Before the many changes visited upon the Church of Rome during the Second Vatican Council, the pontifical universities in the Eternal City conducted lectures and oral examinations in the mother tongue of the Latin rite as well as required papers to be written in Latin. For most national colleges, this presented little difficulty for students; most Eastern and Western Europeans were exposed to a variety of languages growing up and possessed the requisite skills to add another, even if difficultly, to their repertoire. Not so for American students, typically of Irish and Italian ethnic origin. After several generations of shaming and intentional integration, third generation Americans never spoke the languages of their grandparents; solidarity during the Second World War finally eviscerated any lingering divides between "WASP" Americans and their barely-white counterparts. Unable to speak either Italian or Latin competently, professors would read questions in Latin off a sheet of paper in front of them with the answers printed below, which the seminarian would politely read upside down back to the instructor.
This would be another quaint example of "Americanism" if the context were not so bleak. American bishops sent their most promising students to the Pontifical North American College—and supposedly still do—for instruction in all things Roman. It may not be the case anymore, but students then were almost explicitly told that they were the next generation of bishops, monsignori, and academics. In Phoenix from the Ashes, HJA Sire perceived that pre-Conciliar education produced numerous orthodox (Garrigou-Lagrange, Fortescue) and dissident (Lubac, Maritain, anyone with a German-ish name) thinkers, while post-Conciliar education has produced none of either. The Church has not managed to lay hands on anyone with a brain, Sire jeers, in six decades (or at least not anyone with a brain and the dare to compromise his security).
The de facto ban on original thought is no where more apparent than in the field of liturgy. The wake of the Liturgical Movement gave rise to many ripples of thought, some good, some bad. Authors across the spectrum visited original texts for the first time since the Tridentine Council and attempted to synthesize their influences to discern the true Roman tradition; if not for an out-of-control papacy the end result may not have been the Mass of Paul VI. Today where are the real liturgists? Even the bad ones? I have never been able to read Scott "Alcuin" Reid with interest. A few FSSP priests have put out generic books on the old Mass. The "liberals" have Anthony Ruff OSB, but he is more a cheerleader for the reform than a creative thinker. Where are the liturgists?
Thus far the only books concerning liturgy written after Vatican II that I wholeheartedly recommend are The Banished Heart and Worship as Revelation. Like the pre-Vatican II liturgical studies, both of these works are primarily surveys of history that draw conclusions rather than conclusions in search of scattered evidence.

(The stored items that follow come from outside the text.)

use dnd_companion::{app, config::AppConfig, state::AppState};

#[tokio::main]
async fn main() -> anyhow::Result<()> {
    dotenvy::dotenv().ok();

    let env_filter = std::env::var("RUST_LOG")
        .unwrap_or_else(|_| "dnd_companion=debug,axum=info,tower_http=info".to_string());
    let json_logs = std::env::var("LOG_FORMAT")
        .map(|v| v == "json")
        .unwrap_or(false);

    if json_logs {
        tracing_subscriber::fmt()
            .with_env_filter(env_filter)
            .with_target(false)
            .json()
            .init();
    } else {
        tracing_subscriber::fmt().with_env_filter(env_filter).init();
    }

    let config = AppConfig::from_env()?;
    let (host, port) = (config.host.clone(), config.port);
    let app_state = AppState::init(config).await?;

    sqlx::migrate!("./migrations").run(&app_state.db).await?;
    tracing::info!("migrations applied");

    app::serve(app::build_app(app_state), &host, port).await
}
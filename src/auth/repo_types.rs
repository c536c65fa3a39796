use sqlx::FromRow;
use time::OffsetDateTime;
use uuid::Uuid;

/// User record in the database.
#[derive(Debug, Clone, FromRow)]
pub struct User {
    pub id: Uuid,
    pub first_name: String,
    pub last_name: String,
    pub handle: String,
    pub email: String,
    pub password_hash: String, // Argon2 PHC string, never serialized
    pub profile_pic: Option<String>,
    pub password_reset_token: Option<String>, // SHA-256 hex of the reset secret
    pub password_reset_token_expires: Option<OffsetDateTime>,
    pub created_at: OffsetDateTime,
    pub updated_at: OffsetDateTime,
}

/// Insert payload; only built by the credential store after hashing.
#[derive(Debug, Clone)]
pub struct NewUser {
    pub first_name: String,
    pub last_name: String,
    pub handle: String,
    pub email: String,
    pub password_hash: String,
}

/// Partial update; `None` leaves the column untouched.
#[derive(Debug, Clone, Default)]
pub struct UserChanges {
    pub first_name: Option<String>,
    pub last_name: Option<String>,
    pub handle: Option<String>,
    pub email: Option<String>,
    /// Setting a new hash also clears any outstanding reset token.
    pub password_hash: Option<String>,
}
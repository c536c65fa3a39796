use async_trait::async_trait;
use sqlx::PgPool;
use time::OffsetDateTime;
use uuid::Uuid;

use crate::auth::repo_types::{NewUser, User, UserChanges};
use crate::db::RepoError;

/// Persistence seam for user records and their credential fields.
///
/// Implementations must enforce uniqueness of `email` and `handle` on insert
/// and update, and must make `consume_reset_token` a single atomic
/// read-modify-write.
#[async_trait]
pub trait UserRepo: Send + Sync {
    async fn find_by_id(&self, id: Uuid) -> Result<Option<User>, RepoError>;

    async fn find_by_email(&self, email: &str) -> Result<Option<User>, RepoError>;

    /// Match on email or handle.
    async fn find_by_login(&self, login: &str) -> Result<Option<User>, RepoError>;

    /// First user already holding either the email or the handle.
    async fn find_conflicting(&self, email: &str, handle: &str)
        -> Result<Option<User>, RepoError>;

    async fn list(&self) -> Result<Vec<User>, RepoError>;

    async fn create(&self, new_user: NewUser) -> Result<User, RepoError>;

    async fn update(&self, id: Uuid, changes: UserChanges) -> Result<Option<User>, RepoError>;

    async fn set_profile_pic(&self, id: Uuid, url: &str) -> Result<Option<User>, RepoError>;

    async fn delete(&self, id: Uuid) -> Result<Option<User>, RepoError>;

    /// Overwrites any previous token for the user.
    async fn set_reset_token(
        &self,
        id: Uuid,
        token_hash: &str,
        expires_at: OffsetDateTime,
    ) -> Result<bool, RepoError>;

    /// Looks up the holder regardless of expiry.
    async fn find_by_reset_token(&self, token_hash: &str) -> Result<Option<User>, RepoError>;

    /// Replaces the password hash and clears both reset fields, but only if the
    /// token still matches and `now` is before its expiry.
    async fn consume_reset_token(
        &self,
        token_hash: &str,
        now: OffsetDateTime,
        password_hash: &str,
    ) -> Result<Option<User>, RepoError>;
}

const USER_COLUMNS: &str = "id, first_name, last_name, handle, email, password_hash, profile_pic, \
     password_reset_token, password_reset_token_expires, created_at, updated_at";

#[derive(Clone)]
pub struct PgUserRepo {
    db: PgPool,
}

impl PgUserRepo {
    pub fn new(db: PgPool) -> Self {
        Self { db }
    }
}

#[async_trait]
impl UserRepo for PgUserRepo {
    async fn find_by_id(&self, id: Uuid) -> Result<Option<User>, RepoError> {
        let user = sqlx::query_as::<_, User>(&format!(
            "SELECT {USER_COLUMNS} FROM users WHERE id = $1"
        ))
        .bind(id)
        .fetch_optional(&self.db)
        .await?;
        Ok(user)
    }

    async fn find_by_email(&self, email: &str) -> Result<Option<User>, RepoError> {
        let user = sqlx::query_as::<_, User>(&format!(
            "SELECT {USER_COLUMNS} FROM users WHERE email = $1"
        ))
        .bind(email)
        .fetch_optional(&self.db)
        .await?;
        Ok(user)
    }

    async fn find_by_login(&self, login: &str) -> Result<Option<User>, RepoError> {
        let user = sqlx::query_as::<_, User>(&format!(
            r#"
            SELECT {USER_COLUMNS}
              FROM users
             WHERE email = lower($1) OR handle = $1
             ORDER BY (email = lower($1)) DESC
             LIMIT 1
            "#
        ))
        .bind(login)
        .fetch_optional(&self.db)
        .await?;
        Ok(user)
    }

    async fn find_conflicting(
        &self,
        email: &str,
        handle: &str,
    ) -> Result<Option<User>, RepoError> {
        let user = sqlx::query_as::<_, User>(&format!(
            "SELECT {USER_COLUMNS} FROM users WHERE email = $1 OR handle = $2 LIMIT 1"
        ))
        .bind(email)
        .bind(handle)
        .fetch_optional(&self.db)
        .await?;
        Ok(user)
    }

    async fn list(&self) -> Result<Vec<User>, RepoError> {
        let users = sqlx::query_as::<_, User>(&format!(
            "SELECT {USER_COLUMNS} FROM users ORDER BY created_at ASC"
        ))
        .fetch_all(&self.db)
        .await?;
        Ok(users)
    }

    async fn create(&self, new_user: NewUser) -> Result<User, RepoError> {
        let user = sqlx::query_as::<_, User>(&format!(
            r#"
            INSERT INTO users (id, first_name, last_name, handle, email, password_hash)
            VALUES ($1, $2, $3, $4, $5, $6)
            RETURNING {USER_COLUMNS}
            "#
        ))
        .bind(Uuid::new_v4())
        .bind(&new_user.first_name)
        .bind(&new_user.last_name)
        .bind(&new_user.handle)
        .bind(&new_user.email)
        .bind(&new_user.password_hash)
        .fetch_one(&self.db)
        .await?;
        Ok(user)
    }

    async fn update(&self, id: Uuid, changes: UserChanges) -> Result<Option<User>, RepoError> {
        let user = sqlx::query_as::<_, User>(&format!(
            r#"
            UPDATE users SET
                first_name = COALESCE($2, first_name),
                last_name = COALESCE($3, last_name),
                handle = COALESCE($4, handle),
                email = COALESCE($5, email),
                password_hash = COALESCE($6, password_hash),
                password_reset_token =
                    CASE WHEN $6::text IS NULL THEN password_reset_token END,
                password_reset_token_expires =
                    CASE WHEN $6::text IS NULL THEN password_reset_token_expires END,
                updated_at = now()
            WHERE id = $1
            RETURNING {USER_COLUMNS}
            "#
        ))
        .bind(id)
        .bind(changes.first_name)
        .bind(changes.last_name)
        .bind(changes.handle)
        .bind(changes.email)
        .bind(changes.password_hash)
        .fetch_optional(&self.db)
        .await?;
        Ok(user)
    }

    async fn set_profile_pic(&self, id: Uuid, url: &str) -> Result<Option<User>, RepoError> {
        let user = sqlx::query_as::<_, User>(&format!(
            r#"
            UPDATE users SET profile_pic = $2, updated_at = now()
            WHERE id = $1
            RETURNING {USER_COLUMNS}
            "#
        ))
        .bind(id)
        .bind(url)
        .fetch_optional(&self.db)
        .await?;
        Ok(user)
    }

    async fn delete(&self, id: Uuid) -> Result<Option<User>, RepoError> {
        let user = sqlx::query_as::<_, User>(&format!(
            "DELETE FROM users WHERE id = $1 RETURNING {USER_COLUMNS}"
        ))
        .bind(id)
        .fetch_optional(&self.db)
        .await?;
        Ok(user)
    }

    async fn set_reset_token(
        &self,
        id: Uuid,
        token_hash: &str,
        expires_at: OffsetDateTime,
    ) -> Result<bool, RepoError> {
        let result = sqlx::query(
            r#"
            UPDATE users
               SET password_reset_token = $2,
                   password_reset_token_expires = $3,
                   updated_at = now()
             WHERE id = $1
            "#,
        )
        .bind(id)
        .bind(token_hash)
        .bind(expires_at)
        .execute(&self.db)
        .await?;
        Ok(result.rows_affected() == 1)
    }

    async fn find_by_reset_token(&self, token_hash: &str) -> Result<Option<User>, RepoError> {
        let user = sqlx::query_as::<_, User>(&format!(
            "SELECT {USER_COLUMNS} FROM users WHERE password_reset_token = $1"
        ))
        .bind(token_hash)
        .fetch_optional(&self.db)
        .await?;
        Ok(user)
    }

    async fn consume_reset_token(
        &self,
        token_hash: &str,
        now: OffsetDateTime,
        password_hash: &str,
    ) -> Result<Option<User>, RepoError> {
        let user = sqlx::query_as::<_, User>(&format!(
            r#"
            UPDATE users
               SET password_hash = $3,
                   password_reset_token = NULL,
                   password_reset_token_expires = NULL,
                   updated_at = now()
             WHERE password_reset_token = $1
               AND password_reset_token_expires > $2
            RETURNING {USER_COLUMNS}
            "#
        ))
        .bind(token_hash)
        .bind(now)
        .bind(password_hash)
        .fetch_optional(&self.db)
        .await?;
        Ok(user)
    }
}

Perhaps the most interesting feature these books share is that neither was written by a priest or someone purporting to be a professional theologian. Geoffrey Hull is a layman and a linguist specializing in Portuguese, Celtic, and Indonesian dialects. Laurence Hemming is a deacon for a London parish and a philosophy professor specializing in crazy Germans. The perspectives of both men figure greatly in their insight in a way that a full-time cleric might find intimidating. Aidan Kavanagh wrote after "the Council," but belongs to an earlier generation.
Eastern Christendom finds itself similarly bereft of writers after Taft. Alexander Schmemann is interesting and worth reading as a speculative theologian, but he was not a liturgical historian and his ideas do not reflect the Eastern tradition as a whole, especially in calling the Church itself a Sacrament. In English-speaking Eastern Catholicism and Orthodoxy, liturgical research has stagnated into writing commentaries on Schmemann. One correspondent, an Orthodox seminarian knowledgeable in Greek, reduces this unoriginality to sloth; people are too lazy to learn other languages ("Learning Greek is a b****"). A general current of Lutheranism ran through the University of Paris' theology courses in the mid-20th century and modern protestants, looking for a friend in Orthodoxy against Romish ways, will postulate that the Orthodox believe in something akin to Luther's cosubstantiation. They believe no such thing, but the relevant manuals and dogmatic theological works exist only in Greek and no one thus far has bothered to translate it. Similarly, there is a genuine revival in liturgical writings in the Slavic Orthodox churches that no one has bothered and no one will bother translating. As Robert Taft himself said to students of St. Vladimir Seminary in 2009, if you are not learning Russian, you are not reading current liturgical study. His Traddiness enjoys Schmemann, but must all liturgy be footnotes on Schmemann?
Until Western Christianity once again employs the efforts of more than a handful of intelligent men, standards will continue to founder. For a proliferation of polyglots, let us pray to the Lord!